Considering the above, in the abnormality detecting device of the internal combustion engine of the present disclosure, if the increase of the fuel injection amount calculated by the fuel injection amount calculating portion is larger than the fuel injection amount increase threshold, if the in-cylinder pressure detected by the in-cylinder pressure sensor is smaller than or equal to the in-cylinder pressure increase threshold, if the heat generation amount calculated by the heat generation amount calculating portion increases in comparison with the change of the in-cylinder pressure, and if the ratio of the heat generation amount to the in-cylinder pressure is larger than a ratio increase threshold, the abnormality cause discriminating portion may judge that there is a possibility that at least one of the abnormality relating to the combustion deterioration in the cylinder, and the abnormality relating to the increment of the crank angle period calculated by the crank angle period calculating portion occurs, wherein the abnormality relating to the increment of the crank angle period is caused by the induction noise. Also, in the abnormality detecting device of the internal combustion engine of the present disclosure, if the decrease of the fuel injection amount calculated by the fuel injection amount calculating portion is larger than the fuel injection amount decrease threshold, if the in-cylinder pressure detected by the in-cylinder pressure sensor is smaller than or equal to the in-cylinder pressure increase threshold, if the heat generation amount calculated by the heat generation amount calculating portion decreases in comparison with the change of the in-cylinder pressure, and if the ratio of the heat generation amount to the in-cylinder pressure is smaller than or equal to a ratio decrease threshold, the abnormality cause discriminating portion may judge that there is a possibility that the abnormality relating to the decrement of the crank angle period calculated by the crank angle period calculating portion occurs, wherein the abnormality relating to the decrement of the crank angle period is caused by the induction noise.

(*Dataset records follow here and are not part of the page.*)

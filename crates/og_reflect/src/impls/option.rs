use std::sync::OnceLock;

use crate::impls::{GenericTypeInfoCell, GenericTypePathCell, concat};
use crate::info::{OptionalInfo, TypeInfo, TypePath, Typed};
use crate::ops::{Optional, ReflectRef};
use crate::registry::{FromType, GetTypeMeta, TypeMeta, TypeRegistry};
use crate::registry::{TypeTraitDefault, TypeTraitFromReflect};
use crate::{FromReflect, Reflect};

/// A function use for implementing [`FromReflect`] for optional types.
///
/// An absent value maps to `None`; any other value must convert to `T`.
fn optional_from_reflect<T: FromReflect>(reflect: &dyn Reflect) -> Option<Option<T>> {
    match reflect.reflect_ref() {
        ReflectRef::Optional(optional) => match optional.value() {
            Some(value) => T::from_reflect(value).map(Some),
            None => Some(None),
        },
        _ => T::from_reflect(reflect).map(Some),
    }
}

macro_rules! impl_optional {
    ($ty:ident, $path:literal, $name:literal, $info:ident, $get:expr, $from:expr) => {
        impl<T: TypePath> TypePath for $ty<T> {
            fn type_path() -> &'static str {
                static CELL: GenericTypePathCell = GenericTypePathCell::new();
                CELL.get_or_insert::<Self>(|| concat(&[$path, "<", T::type_path(), ">"]))
            }

            fn type_name() -> &'static str {
                static CELL: GenericTypePathCell = GenericTypePathCell::new();
                CELL.get_or_insert::<Self>(|| concat(&[$name, "<", T::type_name(), ">"]))
            }
        }

        impl<T: Typed> Typed for $ty<T> {
            fn type_info() -> &'static TypeInfo {
                static CELL: GenericTypeInfoCell = GenericTypeInfoCell::new();
                CELL.get_or_insert::<Self>(|| TypeInfo::Optional(OptionalInfo::$info::<Self, T>()))
            }
        }

        impl<T: FromReflect> Optional for $ty<T> {
            #[inline]
            fn value(&self) -> Option<&dyn Reflect> {
                let get: fn(&Self) -> Option<&T> = $get;
                get(self).map(Reflect::as_reflect)
            }
        }

        impl<T: FromReflect> Reflect for $ty<T> {
            crate::reflection::impl_reflect_cast_fn!(Optional);

            fn reflect_clone(&self) -> Box<dyn Reflect> {
                match Self::from_reflect(self) {
                    Some(value) => Box::new(value),
                    None => self.to_dynamic(),
                }
            }
        }

        impl<T: FromReflect> FromReflect for $ty<T> {
            fn from_reflect(reflect: &dyn Reflect) -> Option<Self> {
                let from: fn(Option<T>) -> Self = $from;
                optional_from_reflect::<T>(reflect).map(from)
            }
        }

        impl<T: FromReflect + GetTypeMeta> GetTypeMeta for $ty<T> {
            fn get_type_meta() -> TypeMeta {
                let mut meta = TypeMeta::with_capacity::<Self>(2);
                meta.insert_trait::<TypeTraitFromReflect>(FromType::<Self>::from_type());
                meta.insert_trait::<TypeTraitDefault>(FromType::<Self>::from_type());
                meta
            }

            fn register_dependencies(registry: &mut TypeRegistry) {
                registry.register::<T>();
            }
        }
    };
}

impl_optional!(
    Option,
    "std::option::Option",
    "Option",
    new,
    Option::as_ref,
    |value| value
);

// An unset `OnceLock` is a deferred value that was never realized.
impl_optional!(
    OnceLock,
    "std::sync::OnceLock",
    "OnceLock",
    deferred,
    OnceLock::get,
    |value| match value {
        Some(value) => OnceLock::from(value),
        None => OnceLock::new(),
    }
);

// -----------------------------------------------------------------------------
// Tests

#[cfg(test)]
mod tests {
    use std::sync::OnceLock;

    use crate::info::Typed;
    use crate::ops::{DynamicOptional, Optional};
    use crate::{FromReflect, Reflect};

    #[test]
    fn once_lock_is_deferred() {
        let info = <OnceLock<u8>>::type_info().as_optional().unwrap();
        assert!(info.is_deferred());
        assert!(!<Option<u8>>::type_info().as_optional().unwrap().is_deferred());

        let lock = OnceLock::new();
        assert!(Optional::is_none(&lock));
        let _ = lock.set(3_u8);
        assert_eq!(Optional::value(&lock).unwrap().downcast_ref::<u8>(), Some(&3));
    }

    #[test]
    fn optional_from_plain_or_absent() {
        assert_eq!(<Option<i32>>::from_reflect(&9_i32), Some(Some(9)));
        assert_eq!(<Option<i32>>::from_reflect(&DynamicOptional::none()), Some(None));

        let lock = <OnceLock<String>>::from_reflect(&Some(String::from("v"))).unwrap();
        assert_eq!(lock.get().map(String::as_str), Some("v"));
        assert_eq!(Some(1_u8).reflect_partial_eq(&None::<u8>), Some(false));
    }
}
use crate::Reflect;
use crate::info::Typed;
use crate::registry::FromType;

/// Creates the default value of a type behind its type id.
///
/// Decoders use it to pre-populate plain objects declared with
/// `#[reflect(default)]`.
#[derive(Clone)]
pub struct TypeTraitDefault {
    func: fn() -> Box<dyn Reflect>,
}

impl TypeTraitDefault {
    #[inline(always)]
    pub fn default(&self) -> Box<dyn Reflect> {
        (self.func)()
    }
}

impl<T: Default + Typed + Reflect> FromType<T> for TypeTraitDefault {
    fn from_type() -> Self {
        Self {
            func: || Box::<T>::default(),
        }
    }
}
impl fmt::Display for BinaryOp {
    fn fmt(&self, f: &mut fmt::Formatter<'_>) -> fmt::Result {
        f.write_str(match self {
            Self::Add => "+",
            Self::Subtract => "-",
            Self::Multiply => "*",
            Self::Divide => "/",
            Self::Modulo => "%",
            Self::Power => "**",
            Self::And => "&",
            Self::Or => "|",
            Self::ExclusiveOr => "^",
            Self::LeftShift => "<<",
            Self::RightShift => ">>",
            Self::AndAlso => "&&",
            Self::OrElse => "||",
            Self::Equal => "==",
            Self::NotEqual => "!=",
            Self::LessThan => "<",
            Self::LessThanOrEqual => "<=",
            Self::GreaterThan => ">",
            Self::GreaterThanOrEqual => ">=",
            Self::Coalesce => "??",
            Self::ArrayIndex => "[]",
        })
    }
}

/// Unary operators, named as they appear in the AST envelope.
#[derive(Debug, Clone, Copy, PartialEq, Eq, Hash)]
pub enum UnaryOp {
    /// Arithmetic negation.
    Negate,
    UnaryPlus,
    /// Logical negation of booleans, bitwise complement of integers.
    Not,
    /// Conversion to the node type.
    Convert,
    /// The operand lambda as a value.
    Quote,
    /// Length of a sequence.
    ArrayLength,
    /// The operand if it is of the node type, absent otherwise.
    TypeAs,
}

impl UnaryOp {
    pub const ALL: [Self; 7] = [
        Self::Negate,
        Self::UnaryPlus,
        Self::Not,
        Self::Convert,
        Self::Quote,
        Self::ArrayLength,
        Self::TypeAs,
    ];

    pub const fn name(self) -> &'static str {
        match self {
            Self::Negate => "Negate",
            Self::UnaryPlus => "UnaryPlus",
            Self::Not => "Not",
            Self::Convert => "Convert",
            Self::Quote => "Quote",
            Self::ArrayLength => "ArrayLength",
            Self::TypeAs => "TypeAs",
        }
    }

    pub fn from_name(name: &str) -> Option<Self> {
        Self::ALL.into_iter().find(|op| op.name() == name)
    }
}

// -----------------------------------------------------------------------------
// Nodes

/// A lambda parameter.
///
/// Identity matters: compare parameters with [`Arc::ptr_eq`], not by name.
#[derive(Debug)]
pub struct ParameterExpr {
    name: String,
    ty: &'static TypeInfo,
}

impl ParameterExpr {
    pub fn new(name: impl Into<String>, ty: &'static TypeInfo) -> Arc<Self> {
        Arc::new(Self {
            name: name.into(),
            ty,
        })
    }

    #[inline]
    pub fn name(&self) -> &str {
        &self.name
    }

    #[inline]
    pub fn ty(&self) -> &'static TypeInfo {
        self.ty
    }
}

#[derive(Debug, Clone)]
pub struct LambdaExpr {
    pub parameters: Vec<Arc<ParameterExpr>>,
    pub body: Expr,
}

#[derive(Debug, Clone)]
pub struct ConstantExpr {
    pub ty: &'static TypeInfo,
    pub value: Value,
}

/// Access to a field of a struct value.
#[derive(Debug, Clone)]
pub struct MemberExpr {
    pub declaring: &'static TypeInfo,
    pub member: String,
    /// Type of the member.
    pub ty: &'static TypeInfo,
    pub expression: Box<Expr>,
}

#[derive(Debug, Clone)]
pub struct CallExpr {
    pub method: Arc<MethodInfo>,
    /// The receiver; `None` for static methods.
    pub object: Option<Box<Expr>>,
    pub arguments: Vec<Expr>,
}

/// Construction of a value from positional field values.
#[derive(Debug, Clone)]
pub struct NewExpr {
    pub ty: &'static TypeInfo,
    pub arguments: Vec<Expr>,
}

/// An array, either from its items or from its bounds.
#[derive(Debug, Clone)]
pub struct NewArrayExpr {
    pub element: &'static TypeInfo,
    pub expressions: Vec<Expr>,
}

#[derive(Debug, Clone)]
pub struct MemberInitExpr {
    pub new: NewExpr,
    pub bindings: Vec<MemberBinding>,
}

/// One member initializer of a [`MemberInitExpr`].
#[derive(Debug, Clone)]
pub enum MemberBinding {
    /// `member = expression`.
    Assignment { member: String, expression: Expr },
    /// Nested initializers applied to the current member value.
    Member {
        member: String,
        bindings: Vec<MemberBinding>,
    },
    /// Elements appended to the current member sequence.
    List {
        member: String,
        initializers: Vec<ElementInit>,
    },
}

impl MemberBinding {
    pub fn member(&self) -> &str {
        match self {
            Self::Assignment { member, .. }
            | Self::Member { member, .. }
            | Self::List { member, .. } => member,
        }
    }

    /// Name of the binding in the AST envelope.
    pub const fn kind_name(&self) -> &'static str {
        match self {
            Self::Assignment { .. } => "Assignment",
            Self::Member { .. } => "MemberBinding",
            Self::List { .. } => "ListBinding",
        }
    }
}

/// Arguments of one element added by a collection initializer.
///
/// Sequences take one argument per element, maps a key and a value.
#[derive(Debug, Clone)]
pub struct ElementInit {
    pub arguments: Vec<Expr>,
}

#[derive(Debug, Clone)]
pub struct ListInitExpr {
    pub new: NewExpr,
    pub initializers: Vec<ElementInit>,
}

#[derive(Debug, Clone)]
pub struct ConditionalExpr {
    pub ty: &'static TypeInfo,
    pub test: Box<Expr>,
    pub if_true: Box<Expr>,
    pub if_false: Box<Expr>,
}

#[derive(Debug, Clone)]
pub struct TypeIsExpr {
    pub ty: &'static TypeInfo,
    pub expression: Box<Expr>,
}

/// Application of a lambda value to arguments.
#[derive(Debug, Clone)]
pub struct InvokeExpr {
    pub expression: Box<Expr>,
    pub arguments: Vec<Expr>,
}

#[derive(Debug, Clone)]
pub struct UnaryExpr {
    pub op: UnaryOp,
    /// Result type.
    pub ty: &'static TypeInfo,
    pub operand: Box<Expr>,
}

#[derive(Debug, Clone)]
pub struct BinaryExpr {
    pub op: BinaryOp,
    pub left: Box<Expr>,
    pub right: Box<Expr>,
}

impl BinaryExpr {
    /// Type of the result.
    ///
    /// Comparisons and short-circuit operators produce `bool`, `Coalesce`
    /// the type of its fallback, `ArrayIndex` the element type, and the
    /// arithmetic operators the type of their left operand.
    pub fn ty(&self) -> &'static TypeInfo {
        match self.op {
            op if op.is_comparison() || op.is_short_circuit() => bool::type_info(),
            BinaryOp::Coalesce => self.right.ty(),
            BinaryOp::ArrayIndex => self
                .left
                .ty()
                .as_list()
                .map_or(Value::type_info(), ListInfo::item_info),
            _ => self.left.ty(),
        }
    }
}
use og_reflect::derive::Reflect;

/// Pre-serialized JSON, written verbatim and captured verbatim.
///
/// ```
/// use og_json::{JsonDeserializer, JsonSerializer, RawJson};
///
/// let json = JsonSerializer::default()
///     .serialize(&vec![RawJson::new(r#"{"a": [1]}"#)])
///     .unwrap();
/// assert_eq!(json, r#"[{"a": [1]}]"#);
///
/// let back: Vec<RawJson> = JsonDeserializer::default().from_str(&json).unwrap();
/// assert_eq!(back[0].as_str(), r#"{"a": [1]}"#);
/// ```
#[derive(Reflect, Debug, Clone, PartialEq, Eq, Default)]
#[reflect(opaque, clone, type_path = "og_json::RawJson")]
pub struct RawJson(String);

impl RawJson {
    #[inline]
    pub fn new(text: impl Into<String>) -> Self {
        Self(text.into())
    }

    #[inline]
    pub fn as_str(&self) -> &str {
        &self.0
    }

    #[inline]
    pub fn into_string(self) -> String {
        self.0
    }
}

Namely, in the abnormality detecting device of the internal combustion engine of the present disclosure, even when the sensitivity of the in-cylinder pressure sensor decreases because of the secular change, etc., the abnormality relating to the combustion deterioration in the cylinder, the abnormality relating to the increment of the crank angle period calculated by the crank angle period calculating portion, and the abnormality relating to the decrement of the crank angle period calculated by the crank angle period calculating portion, can be discriminated from another abnormality, wherein the abnormality relating to the increment of the crank angle period, and the abnormality relating to the decrement of the crank angle period, are caused by the induction noise.
Also, through the diligent research, the inventors of the present disclosure have discovered that when the sensitivity of the in-cylinder pressure sensor does not decrease, and when the abnormality relating to the decrement of the flow rate of the fuel injected from the fuel injection valve occurs, the increase of the fuel injection amount calculated by the fuel injection amount calculating portion is larger than the fuel injection amount increase threshold, the in-cylinder pressure detected by the in-cylinder pressure sensor does not change, the decrease of the heat generation amount calculated by the heat generation amount calculating portion is larger than or equal to zero, the heat generation amount calculated by the heat generation amount calculating portion decreases in comparison with the change of the in-cylinder pressure, and a decrease of the ratio of the heat generation amount to the in-cylinder pressure is larger than or equal to zero.
Through the diligent research, the inventors of the present disclosure have discovered that when the sensitivity of the in-cylinder pressure sensor decreases, and when the abnormality relating to the decrement of the flow rate of the fuel injected from the fuel injection valve occurs, the increase of the fuel injection amount calculated by the fuel injection amount calculating portion is larger than the fuel injection amount increase threshold, the in-cylinder pressure detected by the in-cylinder pressure sensor decreases, the decrease of the heat generation amount calculated by the heat generation amount calculating portion is larger than or equal to zero, the heat generation amount calculated by the heat generation amount calculating portion decreases in comparison with the change of the in-cylinder pressure, and the decrease of the ratio of the heat generation amount to the in-cylinder pressure is larger than or equal to zero.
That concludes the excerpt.